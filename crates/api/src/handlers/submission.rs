//! Handlers for scene submissions: upload, review and queries.

use axum::extract::{Path, Query, State};
use axum::http::StatusCode;
use axum::response::IntoResponse;
use axum::Json;
use scenegate_core::types::SubmissionId;
use scenegate_pipeline::orchestrator::{OverrideRequest, SubmitScene};
use serde::Deserialize;

use crate::error::AppResult;
use crate::query::LimitParams;
use crate::response::DataResponse;
use crate::state::AppState;

#[derive(Debug, Deserialize)]
#[serde(rename_all = "camelCase")]
pub struct ApproveRequest {
    pub reviewer_id: String,
}

#[derive(Debug, Deserialize)]
#[serde(rename_all = "camelCase")]
pub struct RejectRequest {
    pub reviewer_id: String,
    pub feedback: String,
}

#[derive(Debug, Deserialize)]
#[serde(rename_all = "camelCase")]
pub struct ProgressParams {
    pub total_scenes: usize,
}

/// POST /api/v1/submissions
///
/// Score an upload against its template scene and apply the approval chain.
pub async fn submit(
    State(state): State<AppState>,
    Json(input): Json<SubmitScene>,
) -> AppResult<impl IntoResponse> {
    let cancel = state.shutdown.child_token();
    let decision = state.orchestrator.submit(input, &cancel).await?;
    Ok((StatusCode::CREATED, Json(DataResponse { data: decision })))
}

/// GET /api/v1/submissions/{id}
pub async fn get_submission(
    State(state): State<AppState>,
    Path(id): Path<SubmissionId>,
) -> AppResult<impl IntoResponse> {
    let submission = state.orchestrator.get(id).await?;
    Ok(Json(DataResponse { data: submission }))
}

/// GET /api/v1/submissions/{id}/history
///
/// The resubmission chain ending at `id`, oldest first.
pub async fn get_history(
    State(state): State<AppState>,
    Path(id): Path<SubmissionId>,
) -> AppResult<impl IntoResponse> {
    let history = state.orchestrator.history(id).await?;
    Ok(Json(DataResponse { data: history }))
}

/// POST /api/v1/submissions/{id}/approve
pub async fn approve(
    State(state): State<AppState>,
    Path(id): Path<SubmissionId>,
    Json(input): Json<ApproveRequest>,
) -> AppResult<impl IntoResponse> {
    let submission = state.orchestrator.approve(id, &input.reviewer_id).await?;
    Ok(Json(DataResponse { data: submission }))
}

/// POST /api/v1/submissions/{id}/reject
///
/// Feedback is required. The row stays pending until the creator resubmits.
pub async fn reject(
    State(state): State<AppState>,
    Path(id): Path<SubmissionId>,
    Json(input): Json<RejectRequest>,
) -> AppResult<impl IntoResponse> {
    let submission = state
        .orchestrator
        .reject(id, &input.reviewer_id, &input.feedback)
        .await?;
    Ok(Json(DataResponse { data: submission }))
}

/// POST /api/v1/submissions/{id}/override
pub async fn override_decision(
    State(state): State<AppState>,
    Path(id): Path<SubmissionId>,
    Json(input): Json<OverrideRequest>,
) -> AppResult<impl IntoResponse> {
    let submission = state.orchestrator.override_decision(id, &input).await?;
    Ok(Json(DataResponse { data: submission }))
}

/// GET /api/v1/submissions/pending?limit=
pub async fn list_pending(
    State(state): State<AppState>,
    Query(params): Query<LimitParams>,
) -> AppResult<impl IntoResponse> {
    let pending = state.orchestrator.pending(params.limit).await?;
    Ok(Json(DataResponse { data: pending }))
}

/// GET /api/v1/assignments/{assignment_id}/users/{user_id}/submissions
pub async fn list_for_assignment_user(
    State(state): State<AppState>,
    Path((assignment_id, user_id)): Path<(String, String)>,
) -> AppResult<impl IntoResponse> {
    let rows = state
        .orchestrator
        .list_for_assignment_user(&assignment_id, &user_id)
        .await?;
    Ok(Json(DataResponse { data: rows }))
}

/// GET /api/v1/assignments/{assignment_id}/users/{user_id}/scenes/{scene_number}/latest
pub async fn latest_for_slot(
    State(state): State<AppState>,
    Path((assignment_id, user_id, scene_number)): Path<(String, String, i32)>,
) -> AppResult<impl IntoResponse> {
    let submission = state
        .orchestrator
        .latest_for_slot(&assignment_id, &user_id, scene_number)
        .await?;
    Ok(Json(DataResponse { data: submission }))
}

/// GET /api/v1/assignments/{assignment_id}/users/{user_id}/progress?totalScenes=
pub async fn get_progress(
    State(state): State<AppState>,
    Path((assignment_id, user_id)): Path<(String, String)>,
    Query(params): Query<ProgressParams>,
) -> AppResult<impl IntoResponse> {
    let progress = state
        .orchestrator
        .progress(&assignment_id, &user_id, params.total_scenes)
        .await?;
    Ok(Json(DataResponse { data: progress }))
}

/// DELETE /api/v1/templates/{template_id}/submissions
///
/// Cascade delete when a template is removed. Also resets its auto-approval
/// counter.
pub async fn delete_template_submissions(
    State(state): State<AppState>,
    Path(template_id): Path<String>,
) -> AppResult<impl IntoResponse> {
    let deleted = state.orchestrator.delete_template_submissions(&template_id).await?;
    Ok(Json(DataResponse { data: deleted }))
}

/// DELETE /api/v1/users/{user_id}/submissions
pub async fn delete_user_submissions(
    State(state): State<AppState>,
    Path(user_id): Path<String>,
) -> AppResult<impl IntoResponse> {
    let deleted = state.orchestrator.delete_user_submissions(&user_id).await?;
    Ok(Json(DataResponse { data: deleted }))
}
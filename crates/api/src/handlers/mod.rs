pub mod comparison;
pub mod layout;
pub mod submission;
pub mod threshold;
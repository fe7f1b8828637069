//! Handlers for approval threshold configuration.

use axum::extract::{Path, Query, State};
use axum::http::StatusCode;
use axum::response::IntoResponse;
use axum::Json;
use scenegate_core::approval::ApprovalThreshold;
use serde::Deserialize;
use uuid::Uuid;

use crate::error::AppResult;
use crate::query::ManagerParams;
use crate::response::DataResponse;
use crate::state::AppState;

#[derive(Debug, Deserialize)]
#[serde(rename_all = "camelCase")]
pub struct EffectiveParams {
    pub template_id: String,
    pub scene_id: Option<String>,
    pub manager_id: Option<String>,
}

/// PUT /api/v1/thresholds
///
/// Create or replace the configuration for `(templateId, managerId)`.
pub async fn upsert_threshold(
    State(state): State<AppState>,
    Json(input): Json<ApprovalThreshold>,
) -> AppResult<impl IntoResponse> {
    let saved = state.orchestrator.thresholds().upsert(input).await?;
    Ok(Json(DataResponse { data: saved }))
}

/// GET /api/v1/thresholds/effective?templateId=&sceneId=&managerId=
///
/// Without `sceneId` only the auto-approval status is meaningful.
pub async fn get_effective(
    State(state): State<AppState>,
    Query(params): Query<EffectiveParams>,
) -> AppResult<impl IntoResponse> {
    let effective = state
        .orchestrator
        .thresholds()
        .effective(
            &params.template_id,
            params.scene_id.as_deref(),
            params.manager_id.as_deref(),
        )
        .await?;
    Ok(Json(DataResponse { data: effective }))
}

/// GET /api/v1/thresholds/{template_id}?managerId=
///
/// The resolved configuration; defaults when nothing is stored.
pub async fn get_for_template(
    State(state): State<AppState>,
    Path(template_id): Path<String>,
    Query(params): Query<ManagerParams>,
) -> AppResult<impl IntoResponse> {
    let config = state
        .orchestrator
        .thresholds()
        .resolve(&template_id, params.manager_id.as_deref())
        .await?;
    Ok(Json(DataResponse { data: config }))
}

/// DELETE /api/v1/thresholds/{id}
pub async fn delete_threshold(
    State(state): State<AppState>,
    Path(id): Path<Uuid>,
) -> AppResult<impl IntoResponse> {
    state.orchestrator.thresholds().delete(id).await?;
    Ok(StatusCode::NO_CONTENT)
}

/// GET /api/v1/managers/{manager_id}/thresholds
pub async fn list_for_manager(
    State(state): State<AppState>,
    Path(manager_id): Path<String>,
) -> AppResult<impl IntoResponse> {
    let thresholds = state.orchestrator.thresholds().list_for_manager(&manager_id).await?;
    Ok(Json(DataResponse { data: thresholds }))
}

/// GET /api/v1/managers/{manager_id}/analytics
pub async fn get_analytics(
    State(state): State<AppState>,
    Path(manager_id): Path<String>,
) -> AppResult<impl IntoResponse> {
    let analytics = state.orchestrator.thresholds().analytics(&manager_id).await?;
    Ok(Json(DataResponse { data: analytics }))
}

(Exercise requirements) Look over the records above, and wherever a line contains the string "filename", copy that line.

(Answer section)
filename crates/api/src/handlers/submission.rs
filename crates/api/src/handlers/mod.rs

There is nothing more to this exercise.